Task statement: Line for line, the listing below is to be transcribed exactly.

* * *

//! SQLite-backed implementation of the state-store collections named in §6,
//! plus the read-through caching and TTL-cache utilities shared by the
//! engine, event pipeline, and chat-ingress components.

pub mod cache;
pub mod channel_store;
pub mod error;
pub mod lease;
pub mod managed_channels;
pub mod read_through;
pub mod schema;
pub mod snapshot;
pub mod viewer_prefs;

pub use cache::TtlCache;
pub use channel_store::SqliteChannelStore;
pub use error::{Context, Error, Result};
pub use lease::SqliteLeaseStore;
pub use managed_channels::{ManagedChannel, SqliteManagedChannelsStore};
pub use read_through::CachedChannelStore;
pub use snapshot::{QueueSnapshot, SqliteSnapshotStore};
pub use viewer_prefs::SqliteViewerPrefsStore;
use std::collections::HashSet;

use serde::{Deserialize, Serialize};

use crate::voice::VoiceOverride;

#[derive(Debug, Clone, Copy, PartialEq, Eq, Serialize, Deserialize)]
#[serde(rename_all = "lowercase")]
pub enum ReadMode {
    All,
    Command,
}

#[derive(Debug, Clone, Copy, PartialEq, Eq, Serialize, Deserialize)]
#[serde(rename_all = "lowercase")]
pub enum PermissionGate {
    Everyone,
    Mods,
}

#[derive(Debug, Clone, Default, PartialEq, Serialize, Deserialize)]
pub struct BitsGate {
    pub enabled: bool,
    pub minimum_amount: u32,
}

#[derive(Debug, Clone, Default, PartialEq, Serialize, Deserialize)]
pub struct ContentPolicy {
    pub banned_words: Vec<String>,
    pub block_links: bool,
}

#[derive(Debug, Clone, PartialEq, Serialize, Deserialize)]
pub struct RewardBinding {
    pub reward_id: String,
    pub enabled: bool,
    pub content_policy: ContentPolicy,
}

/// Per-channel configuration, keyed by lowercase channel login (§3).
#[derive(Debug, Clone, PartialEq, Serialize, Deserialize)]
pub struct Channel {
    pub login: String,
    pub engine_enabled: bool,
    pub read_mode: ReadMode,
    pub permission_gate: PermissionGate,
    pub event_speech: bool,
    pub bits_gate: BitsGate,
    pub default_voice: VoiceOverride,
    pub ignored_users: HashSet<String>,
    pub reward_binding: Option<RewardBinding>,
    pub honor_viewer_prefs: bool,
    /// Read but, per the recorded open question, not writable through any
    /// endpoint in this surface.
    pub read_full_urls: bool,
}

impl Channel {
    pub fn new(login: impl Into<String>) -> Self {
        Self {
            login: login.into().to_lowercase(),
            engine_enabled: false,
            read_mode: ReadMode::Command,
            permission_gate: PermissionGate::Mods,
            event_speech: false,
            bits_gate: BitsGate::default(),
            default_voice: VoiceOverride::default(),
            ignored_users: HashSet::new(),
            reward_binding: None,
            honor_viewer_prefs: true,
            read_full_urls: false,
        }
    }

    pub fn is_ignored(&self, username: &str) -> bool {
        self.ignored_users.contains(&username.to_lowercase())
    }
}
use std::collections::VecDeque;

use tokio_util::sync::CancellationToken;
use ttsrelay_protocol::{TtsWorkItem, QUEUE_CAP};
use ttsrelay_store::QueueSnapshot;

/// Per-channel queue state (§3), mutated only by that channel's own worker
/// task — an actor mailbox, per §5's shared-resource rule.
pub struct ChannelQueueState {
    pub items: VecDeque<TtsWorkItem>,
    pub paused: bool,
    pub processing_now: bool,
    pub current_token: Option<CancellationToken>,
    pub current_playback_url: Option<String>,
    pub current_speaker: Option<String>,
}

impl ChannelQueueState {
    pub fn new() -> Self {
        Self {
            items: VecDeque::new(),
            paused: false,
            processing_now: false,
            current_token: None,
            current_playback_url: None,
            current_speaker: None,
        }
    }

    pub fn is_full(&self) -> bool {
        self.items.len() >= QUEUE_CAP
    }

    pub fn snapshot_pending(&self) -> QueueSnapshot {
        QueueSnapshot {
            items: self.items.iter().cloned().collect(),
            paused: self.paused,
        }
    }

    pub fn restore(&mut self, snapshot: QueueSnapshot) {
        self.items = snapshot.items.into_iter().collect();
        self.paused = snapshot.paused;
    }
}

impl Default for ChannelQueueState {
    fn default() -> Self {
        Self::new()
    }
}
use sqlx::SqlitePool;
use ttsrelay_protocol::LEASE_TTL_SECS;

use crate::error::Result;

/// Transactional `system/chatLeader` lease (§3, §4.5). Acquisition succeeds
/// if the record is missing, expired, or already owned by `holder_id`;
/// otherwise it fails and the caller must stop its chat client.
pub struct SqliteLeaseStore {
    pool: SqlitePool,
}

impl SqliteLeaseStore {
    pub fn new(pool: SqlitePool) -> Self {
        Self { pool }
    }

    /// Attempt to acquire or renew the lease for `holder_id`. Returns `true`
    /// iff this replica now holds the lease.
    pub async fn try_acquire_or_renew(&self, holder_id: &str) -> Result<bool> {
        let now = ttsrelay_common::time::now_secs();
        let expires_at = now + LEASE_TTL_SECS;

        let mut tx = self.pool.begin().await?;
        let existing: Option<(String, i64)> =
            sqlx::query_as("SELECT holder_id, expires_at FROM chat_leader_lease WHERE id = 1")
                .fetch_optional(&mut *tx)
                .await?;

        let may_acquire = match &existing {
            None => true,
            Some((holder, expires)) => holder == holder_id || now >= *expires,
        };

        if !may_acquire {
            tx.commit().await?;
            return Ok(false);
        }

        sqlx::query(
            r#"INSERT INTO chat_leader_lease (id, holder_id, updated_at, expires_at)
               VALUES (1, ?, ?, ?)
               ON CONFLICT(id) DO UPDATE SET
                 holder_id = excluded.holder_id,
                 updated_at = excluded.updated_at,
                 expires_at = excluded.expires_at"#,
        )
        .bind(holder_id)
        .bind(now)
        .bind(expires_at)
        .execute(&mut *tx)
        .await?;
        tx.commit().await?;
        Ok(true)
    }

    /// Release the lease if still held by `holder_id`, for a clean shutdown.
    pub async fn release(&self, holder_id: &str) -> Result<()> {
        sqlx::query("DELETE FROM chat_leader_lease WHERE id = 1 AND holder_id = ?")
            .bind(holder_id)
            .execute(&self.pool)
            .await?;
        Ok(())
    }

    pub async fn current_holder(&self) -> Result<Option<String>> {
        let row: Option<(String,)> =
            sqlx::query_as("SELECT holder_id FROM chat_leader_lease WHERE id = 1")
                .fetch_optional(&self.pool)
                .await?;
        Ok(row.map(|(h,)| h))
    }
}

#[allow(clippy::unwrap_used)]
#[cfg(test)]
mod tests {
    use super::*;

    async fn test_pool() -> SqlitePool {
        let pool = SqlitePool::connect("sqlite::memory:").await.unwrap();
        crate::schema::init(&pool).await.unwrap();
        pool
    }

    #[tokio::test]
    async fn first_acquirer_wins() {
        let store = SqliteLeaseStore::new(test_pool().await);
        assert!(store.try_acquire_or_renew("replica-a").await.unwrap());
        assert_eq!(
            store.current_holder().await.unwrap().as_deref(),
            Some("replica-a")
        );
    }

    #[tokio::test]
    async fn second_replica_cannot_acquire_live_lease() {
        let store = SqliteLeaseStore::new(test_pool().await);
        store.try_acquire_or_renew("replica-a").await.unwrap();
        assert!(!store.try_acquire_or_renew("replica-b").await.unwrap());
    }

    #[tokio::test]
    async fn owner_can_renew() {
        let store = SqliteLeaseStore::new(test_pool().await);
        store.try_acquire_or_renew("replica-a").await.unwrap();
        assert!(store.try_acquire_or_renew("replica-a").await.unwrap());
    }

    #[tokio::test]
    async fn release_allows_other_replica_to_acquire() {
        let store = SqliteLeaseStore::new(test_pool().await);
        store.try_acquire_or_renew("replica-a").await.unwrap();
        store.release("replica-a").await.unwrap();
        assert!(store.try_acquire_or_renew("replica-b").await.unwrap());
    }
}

* * *

Solution to this task:
//! SQLite-backed implementation of the state-store collections named in §6,
//! plus the read-through caching and TTL-cache utilities shared by the
//! engine, event pipeline, and chat-ingress components.

pub mod cache;
pub mod channel_store;
pub mod error;
pub mod lease;
pub mod managed_channels;
pub mod read_through;
pub mod schema;
pub mod snapshot;
pub mod viewer_prefs;

pub use cache::TtlCache;
pub use channel_store::SqliteChannelStore;
pub use error::{Context, Error, Result};
pub use lease::SqliteLeaseStore;
pub use managed_channels::{ManagedChannel, SqliteManagedChannelsStore};
pub use read_through::CachedChannelStore;
pub use snapshot::{QueueSnapshot, SqliteSnapshotStore};
pub use viewer_prefs::SqliteViewerPrefsStore;
use std::collections::HashSet;

use serde::{Deserialize, Serialize};

use crate::voice::VoiceOverride;

#[derive(Debug, Clone, Copy, PartialEq, Eq, Serialize, Deserialize)]
#[serde(rename_all = "lowercase")]
pub enum ReadMode {
    All,
    Command,
}

#[derive(Debug, Clone, Copy, PartialEq, Eq, Serialize, Deserialize)]
#[serde(rename_all = "lowercase")]
pub enum PermissionGate {
    Everyone,
    Mods,
}

#[derive(Debug, Clone, Default, PartialEq, Serialize, Deserialize)]
pub struct BitsGate {
    pub enabled: bool,
    pub minimum_amount: u32,
}

#[derive(Debug, Clone, Default, PartialEq, Serialize, Deserialize)]
pub struct ContentPolicy {
    pub banned_words: Vec<String>,
    pub block_links: bool,
}

#[derive(Debug, Clone, PartialEq, Serialize, Deserialize)]
pub struct RewardBinding {
    pub reward_id: String,
    pub enabled: bool,
    pub content_policy: ContentPolicy,
}

/// Per-channel configuration, keyed by lowercase channel login (§3).
#[derive(Debug, Clone, PartialEq, Serialize, Deserialize)]
pub struct Channel {
    pub login: String,
    pub engine_enabled: bool,
    pub read_mode: ReadMode,
    pub permission_gate: PermissionGate,
    pub event_speech: bool,
    pub bits_gate: BitsGate,
    pub default_voice: VoiceOverride,
    pub ignored_users: HashSet<String>,
    pub reward_binding: Option<RewardBinding>,
    pub honor_viewer_prefs: bool,
    /// Read but, per the recorded open question, not writable through any
    /// endpoint in this surface.
    pub read_full_urls: bool,
}

impl Channel {
    pub fn new(login: impl Into<String>) -> Self {
        Self {
            login: login.into().to_lowercase(),
            engine_enabled: false,
            read_mode: ReadMode::Command,
            permission_gate: PermissionGate::Mods,
            event_speech: false,
            bits_gate: BitsGate::default(),
            default_voice: VoiceOverride::default(),
            ignored_users: HashSet::new(),
            reward_binding: None,
            honor_viewer_prefs: true,
            read_full_urls: false,
        }
    }

    pub fn is_ignored(&self, username: &str) -> bool {
        self.ignored_users.contains(&username.to_lowercase())
    }
}
use std::collections::VecDeque;

use tokio_util::sync::CancellationToken;
use ttsrelay_protocol::{TtsWorkItem, QUEUE_CAP};
use ttsrelay_store::QueueSnapshot;

/// Per-channel queue state (§3), mutated only by that channel's own worker
/// task — an actor mailbox, per §5's shared-resource rule.
pub struct ChannelQueueState {
    pub items: VecDeque<TtsWorkItem>,
    pub paused: bool,
    pub processing_now: bool,
    pub current_token: Option<CancellationToken>,
    pub current_playback_url: Option<String>,
    pub current_speaker: Option<String>,
}

impl ChannelQueueState {
    pub fn new() -> Self {
        Self {
            items: VecDeque::new(),
            paused: false,
            processing_now: false,
            current_token: None,
            current_playback_url: None,
            current_speaker: None,
        }
    }

    pub fn is_full(&self) -> bool {
        self.items.len() >= QUEUE_CAP
    }

    pub fn snapshot_pending(&self) -> QueueSnapshot {
        QueueSnapshot {
            items: self.items.iter().cloned().collect(),
            paused: self.paused,
        }
    }

    pub fn restore(&mut self, snapshot: QueueSnapshot) {
        self.items = snapshot.items.into_iter().collect();
        self.paused = snapshot.paused;
    }
}

impl Default for ChannelQueueState {
    fn default() -> Self {
        Self::new()
    }
}
use sqlx::SqlitePool;
use ttsrelay_protocol::LEASE_TTL_SECS;

use crate::error::Result;

/// Transactional `system/chatLeader` lease (§3, §4.5). Acquisition succeeds
/// if the record is missing, expired, or already owned by `holder_id`;
/// otherwise it fails and the caller must stop its chat client.
pub struct SqliteLeaseStore {
    pool: SqlitePool,
}

impl SqliteLeaseStore {
    pub fn new(pool: SqlitePool) -> Self {
        Self { pool }
    }

    /// Attempt to acquire or renew the lease for `holder_id`. Returns `true`
    /// iff this replica now holds the lease.
    pub async fn try_acquire_or_renew(&self, holder_id: &str) -> Result<bool> {
        let now = ttsrelay_common::time::now_secs();
        let expires_at = now + LEASE_TTL_SECS;

        let mut tx = self.pool.begin().await?;
        let existing: Option<(String, i64)> =
            sqlx::query_as("SELECT holder_id, expires_at FROM chat_leader_lease WHERE id = 1")
                .fetch_optional(&mut *tx)
                .await?;

        let may_acquire = match &existing {
            None => true,
            Some((holder, expires)) => holder == holder_id || now >= *expires,
        };

        if !may_acquire {
            tx.commit().await?;
            return Ok(false);
        }

        sqlx::query(
            r#"INSERT INTO chat_leader_lease (id, holder_id, updated_at, expires_at)
               VALUES (1, ?, ?, ?)
               ON CONFLICT(id) DO UPDATE SET
                 holder_id = excluded.holder_id,
                 updated_at = excluded.updated_at,
                 expires_at = excluded.expires_at"#,
        )
        .bind(holder_id)
        .bind(now)
        .bind(expires_at)
        .execute(&mut *tx)
        .await?;
        tx.commit().await?;
        Ok(true)
    }

    /// Release the lease if still held by `holder_id`, for a clean shutdown.
    pub async fn release(&self, holder_id: &str) -> Result<()> {
        sqlx::query("DELETE FROM chat_leader_lease WHERE id = 1 AND holder_id = ?")
            .bind(holder_id)
            .execute(&self.pool)
            .await?;
        Ok(())
    }

    pub async fn current_holder(&self) -> Result<Option<String>> {
        let row: Option<(String,)> =
            sqlx::query_as("SELECT holder_id FROM chat_leader_lease WHERE id = 1")
                .fetch_optional(&self.pool)
                .await?;
        Ok(row.map(|(h,)| h))
    }
}

#[allow(clippy::unwrap_used)]
#[cfg(test)]
mod tests {
    use super::*;

    async fn test_pool() -> SqlitePool {
        let pool = SqlitePool::connect("sqlite::memory:").await.unwrap();
        crate::schema::init(&pool).await.unwrap();
        pool
    }

    #[tokio::test]
    async fn first_acquirer_wins() {
        let store = SqliteLeaseStore::new(test_pool().await);
        assert!(store.try_acquire_or_renew("replica-a").await.unwrap());
        assert_eq!(
            store.current_holder().await.unwrap().as_deref(),
            Some("replica-a")
        );
    }

    #[tokio::test]
    async fn second_replica_cannot_acquire_live_lease() {
        let store = SqliteLeaseStore::new(test_pool().await);
        store.try_acquire_or_renew("replica-a").await.unwrap();
        assert!(!store.try_acquire_or_renew("replica-b").await.unwrap());
    }

    #[tokio::test]
    async fn owner_can_renew() {
        let store = SqliteLeaseStore::new(test_pool().await);
        store.try_acquire_or_renew("replica-a").await.unwrap();
        assert!(store.try_acquire_or_renew("replica-a").await.unwrap());
    }

    #[tokio::test]
    async fn release_allows_other_replica_to_acquire() {
        let store = SqliteLeaseStore::new(test_pool().await);
        store.try_acquire_or_renew("replica-a").await.unwrap();
        store.release("replica-a").await.unwrap();
        assert!(store.try_acquire_or_renew("replica-b").await.unwrap());
    }
}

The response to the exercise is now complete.